Richard Deacon

Installation view 1997 © Courtesy Richard Deacon. Photo: Roman Mensing / artdoc.de

Installation view 1997 © Courtesy Richard Deacon. Photo: Roman Mensing / artdoc.de

After Poussin

1997

Sculpture/floor relief

Asphalt track (height: 12 cm; width: 50 cm), stainless steel beam (12 x 882 x 50 cm), gravel from the car park as filler; the sculpture extended over an area of 382 x 882 cm

 

Location

Schlossplatz (called Hindenburgplatz until 2012), on the southern half of the square between the entrances to the pedestrian underpass.

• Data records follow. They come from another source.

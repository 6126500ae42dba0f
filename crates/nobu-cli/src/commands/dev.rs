//! Development server command implementation.
//!
//! Loads and validates configuration, settles the bind address, then
//! serves until Ctrl+C.

use crate::cli::DevArgs;
use crate::config::NobuConfig;
use crate::dev::{DevConfig, DevServer};
use crate::error::{Result, ResultExt};
use crate::ui;

/// Execute the dev command.
///
/// # Errors
///
/// Returns errors for:
/// - Invalid configuration
/// - Missing entry document
/// - No bindable port
/// - Server startup failures
pub async fn execute(args: DevArgs) -> Result<()> {
    let config = NobuConfig::load(&args)?;
    config.validate()?;

    let root = std::fs::canonicalize(&config.root)
        .with_path(&config.root)
        .context("Failed to resolve project root")?;

    let index = root.join(&config.index);
    std::fs::metadata(&index)
        .with_path(&index)
        .with_hint(format!(
            "Create {} in the project root or pass --index",
            config.index
        ))?;

    let config = DevConfig::from_config(config)?;
    ui::info(&format!("Serving {}", root.display()));
    tracing::debug!(?config, "resolved dev server configuration");

    if config.open() {
        open_browser(&config.server_url());
    }

    let server = DevServer::new(config);
    ui::info("Press Ctrl+C to stop");
    server.start(shutdown_signal()).await?;

    ui::success("Development server stopped");
    Ok(())
}

async fn shutdown_signal() {
    if let Err(e) = tokio::signal::ctrl_c().await {
        ui::error(&format!("Failed to listen for Ctrl+C: {}", e));
        std::future::pending::<()>().await;
    }
    ui::info("Shutting down development server...");
}

/// Open the server URL in the default browser.
///
/// Uses platform-specific commands:
/// - macOS: `open`
/// - Windows: `start`
/// - Linux: `xdg-open`
fn open_browser(url: &str) {
    use tokio::process::Command;

    let result = if cfg!(target_os = "macos") {
        Command::new("open").arg(url).spawn()
    } else if cfg!(target_os = "windows") {
        Command::new("cmd").args(["/C", "start", url]).spawn()
    } else {
        Command::new("xdg-open").arg(url).spawn()
    };

    match result {
        Ok(_) => ui::info(&format!("Opened browser at {}", url)),
        Err(e) => ui::warning(&format!("Failed to open browser: {}", e)),
    }
}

Temporary exhibition for the duration of Skulptur. Projekte in Münster 1997

 

Richard Deacon

* 1949 in Bangor, Great Britain

lives and works in London, Great Britain

 

Richard Deacon contributed two monumental undulating sculptures to the 1987 edition of Skulptur Projekte. Ten years later, when he was again invited to take part, he created a floor relief sculpture for a large open area of the Schlossplatz that was mainly used as a car park. Deacon was interested in this site because of the contrast between the open, urban location and the rather scruffy, purely functional space.1

After Poussin consisted of a stainless steel beam enclosed by a snaking asphalt track. A characteristic feature of Deacon’s sculptures is that they take their shape from the human body, and this piece was no exception. After Poussin specifically referred to a work by the French Baroque painter Nicolas Poussin, where the central motif – the stiff corpse of a man with a snake wrapped around it – is almost engulfed in the depiction of a panoramic landscape.2 This inspired Deacon to place his asphalt snake with the rigid steel beam in the similarly expansive urban landscape of the Schlossplatz.

Daniel Friedt

1 Klaus Bußmann, Kasper König and Florian Matzner (eds.), Skulptur. Projekte in Münster 1997, exhib. cat. Westfälisches Landesmuseum für Kunst und Kulturgeschichte, Münster, Ostfildern-Ruit, 1997, pp. 115–117.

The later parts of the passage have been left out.